September 28, 2007
SEC Settles Charges Relating to Municipal Bond Offerings
The SEC continues its crackdown on the municipal bond industry as it today announced settled enforcement actions against two California companies for their failure to disclose a fee agreement that created a risk to investors that interest on $650 million of municipal bonds might lose its tax-exempt status. The charges against CDR Financial Products, Inc. (formerly known as Chambers, Dunhill, Rubin & Co.) and Anchor National Life Insurance Company, (now doing business under the name of AIG SunAmerica Life Assurance Company) relate to three separate municipal bond offerings in Florida in 1999 and 2000. The Commission's Orders find that Anchor served as the credit enhancement provider, and that CDR served various roles, in the three offerings. The Commission's Orders further find that the existence of the fee agreement between CDR and Anchor was material for several reasons. Among other things, the bond proceeds were to be used for originating loans, and therefore CDR's receipt of payment on unloaned bond proceeds created a potential conflict with the offerings' purpose.

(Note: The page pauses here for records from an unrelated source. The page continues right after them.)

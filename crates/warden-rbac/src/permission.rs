//! Permission names and the resolved permission set.
//!
//! Permission names follow the convention `"{resource}.{action}"`, with
//! field-scoped grants spelled `"{resource}.{action}.field.{field}"`. The
//! reserved name `"*"` is the universal wildcard: it satisfies any check
//! whose name is not itself individually restricted.

use std::collections::BTreeSet;

use serde::{Deserialize, Serialize};
use thiserror::Error;
use warden_store::Role;
use warden_types::DataScope;

/// The universal wildcard permission name.
pub const WILDCARD: &str = "*";

/// Error type for permission-name parsing.
#[derive(Debug, Error, PartialEq, Eq)]
pub enum PermissionNameError {
    /// The name does not follow the `resource.action[.field.name]` convention.
    #[error("invalid permission name: {name:?}")]
    InvalidName { name: String },
}

/// A catalog entry: a named capability decomposed into resource, action,
/// and optional field.
#[derive(Debug, Clone, PartialEq, Eq, Serialize, Deserialize)]
pub struct Permission {
    /// Globally unique name.
    pub name: String,

    /// The resource the capability applies to (e.g. `"article"`).
    pub resource: String,

    /// The operation on the resource (e.g. `"read"`).
    pub action: String,

    /// For field-scoped grants, the field being exposed.
    pub field: Option<String>,
}

impl Permission {
    /// Parses a permission name into its parts.
    ///
    /// Accepted forms:
    /// - `"*"` (the universal wildcard)
    /// - `"{resource}.{action}"`
    /// - `"{resource}.{action}.field.{field}"`
    pub fn parse(name: &str) -> Result<Self, PermissionNameError> {
        if name == WILDCARD {
            return Ok(Self {
                name: WILDCARD.to_string(),
                resource: WILDCARD.to_string(),
                action: WILDCARD.to_string(),
                field: None,
            });
        }

        let parts: Vec<&str> = name.split('.').collect();
        let invalid = || PermissionNameError::InvalidName {
            name: name.to_string(),
        };

        if parts.iter().any(|p| p.is_empty()) {
            return Err(invalid());
        }

        match parts.as_slice() {
            &[resource, action] => Ok(Self {
                name: name.to_string(),
                resource: resource.to_string(),
                action: action.to_string(),
                field: None,
            }),
            &[resource, action, marker, field] if marker == "field" => Ok(Self {
                name: name.to_string(),
                resource: resource.to_string(),
                action: action.to_string(),
                field: Some(field.to_string()),
            }),
            _ => Err(invalid()),
        }
    }
}

/// Formats the operation-level permission name for a resource/action pair.
pub fn operation_name(resource: &str, action: &str) -> String {
    format!("{resource}.{action}")
}

/// Formats the field-scoped permission name for a resource/action/field.
pub fn field_name(resource: &str, action: &str, field: &str) -> String {
    format!("{resource}.{action}.field.{field}")
}

/// Extracts the field from a name matching
/// `"{resource}.{action}.field.{F}"`, or `None` if the name is not a
/// field grant for that resource/action.
pub(crate) fn field_suffix<'a>(name: &'a str, resource: &str, action: &str) -> Option<&'a str> {
    name.strip_prefix(resource)?
        .strip_prefix('.')?
        .strip_prefix(action)?
        .strip_prefix(".field.")
        .filter(|f| !f.is_empty() && !f.contains('.'))
}

// ============================================================================
// EffectivePermissionSet
// ============================================================================

/// The resolved permission state of one principal at one instant.
///
/// Constructed fresh per resolution call, used, and discarded; it has no
/// persistence and no cross-call identity. All state lives in the external
/// store.
#[derive(Debug, Clone, PartialEq, Eq, Serialize, Deserialize)]
pub struct EffectivePermissionSet {
    roles: Vec<Role>,
    permissions: BTreeSet<String>,
    direct_permissions: BTreeSet<String>,
    restricted_permissions: BTreeSet<String>,
    data_scope: Option<DataScope>,
}

impl EffectivePermissionSet {
    pub(crate) fn new(
        roles: Vec<Role>,
        permissions: BTreeSet<String>,
        direct_permissions: BTreeSet<String>,
        restricted_permissions: BTreeSet<String>,
        data_scope: Option<DataScope>,
    ) -> Self {
        Self {
            roles,
            permissions,
            direct_permissions,
            restricted_permissions,
            data_scope,
        }
    }

    /// Returns whether the set satisfies a permission check for `name`.
    ///
    /// True iff `name` is in the final set, or the wildcard is in the final
    /// set and `name` is not individually restricted.
    pub fn allows(&self, name: &str) -> bool {
        if self.restricted_permissions.contains(name) {
            return false;
        }
        self.permissions.contains(name) || self.permissions.contains(WILDCARD)
    }

    /// Returns whether the principal holds a role with the given name.
    pub fn has_role(&self, role_name: &str) -> bool {
        self.roles.iter().any(|r| r.name == role_name)
    }

    /// The roles contributing to this set.
    pub fn roles(&self) -> &[Role] {
        &self.roles
    }

    /// The final permission names (role-derived plus direct, minus
    /// restricted).
    pub fn permissions(&self) -> &BTreeSet<String> {
        &self.permissions
    }

    /// The permission names granted directly, outside of any role.
    pub fn direct_permissions(&self) -> &BTreeSet<String> {
        &self.direct_permissions
    }

    /// The permission names explicitly revoked for this principal.
    pub fn restricted_permissions(&self) -> &BTreeSet<String> {
        &self.restricted_permissions
    }

    /// The selected row-visibility scope, if any assignment carried one.
    pub fn data_scope(&self) -> Option<&DataScope> {
        self.data_scope.as_ref()
    }

    /// Extracts the allowed fields for a resource/action from field-scoped
    /// grants in the final set.
    ///
    /// An empty result means the field dimension is unrestricted for this
    /// resource/action, not "deny all fields".
    pub fn allowed_fields(&self, resource: &str, action: &str) -> BTreeSet<String> {
        self.permissions
            .iter()
            .filter_map(|name| field_suffix(name, resource, action))
            .map(ToString::to_string)
            .collect()
    }
}

// ============================================================================
// Tests
// ============================================================================

#[cfg(test)]
mod tests {
    use super::*;
    use test_case::test_case;
    use warden_types::RoleId;

    #[test_case("article.read", "article", "read", None; "operation name")]
    #[test_case("order.update", "order", "update", None; "another operation")]
    #[test_case("user.read.field.email", "user", "read", Some("email"); "field grant")]
    fn test_parse_valid(name: &str, resource: &str, action: &str, field: Option<&str>) {
        let permission = Permission::parse(name).expect("valid name");
        assert_eq!(permission.resource, resource);
        assert_eq!(permission.action, action);
        assert_eq!(permission.field.as_deref(), field);
    }

    #[test_case(""; "empty")]
    #[test_case("article"; "missing action")]
    #[test_case("article."; "empty action")]
    #[test_case(".read"; "empty resource")]
    #[test_case("article.read.extra"; "three segments")]
    #[test_case("article.read.field."; "empty field")]
    #[test_case("a.b.c.d.e"; "too many segments")]
    fn test_parse_invalid(name: &str) {
        assert!(Permission::parse(name).is_err());
    }

    #[test]
    fn test_parse_wildcard() {
        let permission = Permission::parse(WILDCARD).expect("wildcard parses");
        assert_eq!(permission.name, "*");
        assert_eq!(permission.field, None);
    }

    #[test]
    fn test_name_formatting() {
        assert_eq!(operation_name("article", "read"), "article.read");
        assert_eq!(
            field_name("user", "read", "email"),
            "user.read.field.email"
        );
    }

    #[test]
    fn test_field_suffix_extraction() {
        assert_eq!(
            field_suffix("user.read.field.email", "user", "read"),
            Some("email")
        );
        assert_eq!(field_suffix("user.read", "user", "read"), None);
        assert_eq!(field_suffix("user.read.field.email", "user", "update"), None);
        assert_eq!(field_suffix("account.read.field.iban", "user", "read"), None);
    }

    fn set_with(permissions: &[&str], restricted: &[&str]) -> EffectivePermissionSet {
        EffectivePermissionSet::new(
            vec![Role::new(RoleId::new(1), "editor")],
            permissions.iter().map(ToString::to_string).collect(),
            BTreeSet::new(),
            restricted.iter().map(ToString::to_string).collect(),
            None,
        )
    }

    #[test]
    fn test_allows_exact_name() {
        let set = set_with(&["article.read"], &[]);
        assert!(set.allows("article.read"));
        assert!(!set.allows("article.delete"));
    }

    #[test]
    fn test_wildcard_satisfies_unrestricted_checks() {
        let set = set_with(&["*"], &["article.delete"]);
        assert!(set.allows("article.read"));
        assert!(set.allows("anything.at.all"));
        // Restricted names are not reachable through the wildcard.
        assert!(!set.allows("article.delete"));
    }

    #[test]
    fn test_restricted_name_never_allowed() {
        // Even a name present in the final set loses to a restriction.
        let set = set_with(&["article.read"], &["article.read"]);
        assert!(!set.allows("article.read"));
    }

    #[test]
    fn test_has_role_by_name() {
        let set = set_with(&[], &[]);
        assert!(set.has_role("editor"));
        assert!(!set.has_role("admin"));
    }

    #[test]
    fn test_allowed_fields_extraction() {
        let set = set_with(
            &[
                "user.read",
                "user.read.field.name",
                "user.read.field.email",
                "user.update.field.name",
                "order.read.field.total",
            ],
            &[],
        );

        let fields = set.allowed_fields("user", "read");
        assert_eq!(
            fields,
            BTreeSet::from(["name".to_string(), "email".to_string()])
        );
    }

    #[test]
    fn test_allowed_fields_empty_when_no_field_grants() {
        let set = set_with(&["user.read"], &[]);
        assert!(set.allowed_fields("user", "read").is_empty());
    }
}
//! Configuration loader with multi-source merging

use crate::{Paths, WardenConfig};
use anyhow::{Context, Result};
use std::env;
use std::path::{Path, PathBuf};

/// Configuration loader with builder pattern
pub struct ConfigLoader {
    project_dir: PathBuf,
    env_prefix: String,
}

impl ConfigLoader {
    /// Create a new config loader with default project directory (current dir)
    pub fn new() -> Self {
        Self {
            project_dir: env::current_dir().unwrap_or_else(|_| PathBuf::from(".")),
            env_prefix: "WARDEN".to_string(),
        }
    }

    /// Set the project directory
    pub fn with_project_dir(mut self, dir: impl AsRef<Path>) -> Self {
        self.project_dir = dir.as_ref().to_path_buf();
        self
    }

    /// Set the environment variable prefix (default: "WARDEN")
    pub fn with_env_prefix(mut self, prefix: impl Into<String>) -> Self {
        self.env_prefix = prefix.into();
        self
    }

    /// Load configuration from all sources with proper precedence
    pub fn load(self) -> Result<WardenConfig> {
        let mut builder = config::Config::builder();

        // 1. Start with built-in defaults
        let defaults = WardenConfig::default();
        builder = builder.add_source(config::Config::try_from(&defaults)?);

        // 2. User config (~/.config/warden/config.toml)
        let paths = Paths::new();
        if let Ok(user_config_file) = paths.user_config_file() {
            if user_config_file.exists() {
                builder = builder.add_source(
                    config::File::from(user_config_file)
                        .required(false)
                        .format(config::FileFormat::Toml),
                );
            }
        }

        // 3. Project config (warden.toml)
        let project_config_file = Paths::project_config_file(&self.project_dir);
        if project_config_file.exists() {
            builder = builder.add_source(
                config::File::from(project_config_file)
                    .required(false)
                    .format(config::FileFormat::Toml),
            );
        }

        // 4. Local config (warden.local.toml, gitignored)
        let local_config_file = Paths::local_config_file(&self.project_dir);
        if local_config_file.exists() {
            builder = builder.add_source(
                config::File::from(local_config_file)
                    .required(false)
                    .format(config::FileFormat::Toml),
            );
        }

        // 5. Environment variables (WARDEN_*)
        builder = builder.add_source(
            config::Environment::with_prefix(&self.env_prefix)
                .separator("_")
                .try_parsing(true),
        );

        // Build and deserialize
        let config = builder.build().context("Failed to build configuration")?;

        let warden_config: WardenConfig = config
            .try_deserialize()
            .context("Failed to deserialize configuration")?;

        Ok(warden_config)
    }

    /// Load configuration or return defaults if not found
    pub fn load_or_default(self) -> WardenConfig {
        self.load().unwrap_or_default()
    }
}

impl Default for ConfigLoader {
    fn default() -> Self {
        Self::new()
    }
}

#[cfg(test)]
mod tests {
    use super::*;
    use std::fs;
    use tempfile::tempdir;

    #[test]
    fn test_load_defaults() {
        let temp_dir = tempdir().expect("Failed to create temp dir");
        let config = ConfigLoader::new()
            .with_project_dir(temp_dir.path())
            .load()
            .expect("Failed to load config");

        assert_eq!(config.engine.owner_field, "owner_id");
        assert!(!config.engine.expose_grant_details);
    }

    #[test]
    fn test_load_project_config() {
        let temp_dir = tempdir().expect("Failed to create temp dir");
        let project_dir = temp_dir.path();

        // Write project config
        let config_content = r#"
[engine]
owner_field = "created_by"
department_field = "org_unit"

[audit]
log_granted = false
"#;
        fs::write(project_dir.join("warden.toml"), config_content)
            .expect("Failed to write config");

        let config = ConfigLoader::new()
            .with_project_dir(project_dir)
            .load()
            .expect("Failed to load config");

        assert_eq!(config.engine.owner_field, "created_by");
        assert_eq!(config.engine.department_field, "org_unit");
        assert!(!config.audit.log_granted);
        // Untouched sections keep their defaults.
        assert!(config.audit.log_denied);
    }

    #[test]
    fn test_local_overrides() {
        let temp_dir = tempdir().expect("Failed to create temp dir");
        let project_dir = temp_dir.path();

        // Write project config
        fs::write(
            project_dir.join("warden.toml"),
            r#"
[engine]
owner_field = "created_by"
"#,
        )
        .expect("Failed to write project config");

        // Write local override
        fs::write(
            project_dir.join("warden.local.toml"),
            r#"
[engine]
owner_field = "author_id"
"#,
        )
        .expect("Failed to write local config");

        let config = ConfigLoader::new()
            .with_project_dir(project_dir)
            .load()
            .expect("Failed to load config");

        // Local config should override project config
        assert_eq!(config.engine.owner_field, "author_id");
    }

    // Note: Environment variable testing is tricky in unit tests due to how
    // the config crate caches values. Environment variables work as expected
    // in actual usage:
    //
    // WARDEN_ENGINE_OWNER_FIELD=created_by
    // WARDEN_AUDIT_LOG_DENIED=false
    //
    // These will override the corresponding config file values.
}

In addition, tax regulations require bond issuers to have a reasonable expectation that most of the bond proceeds would be loaned out within three years. Without knowledge of the fee agreement, the issuers made calculations, disclosures and certifications relating to their reasonable expectation regarding loan origination within the required time without having all information that was material to that issue. Moreover, the fee agreement also created a risk that the Internal Revenue Service would declare the bonds to be arbitrage bonds, with accompanying potential negative tax consequences.
The Commission's Orders also find that in one bond offering, CDR executed a certificate that was misleading in light of the undisclosed fee agreement.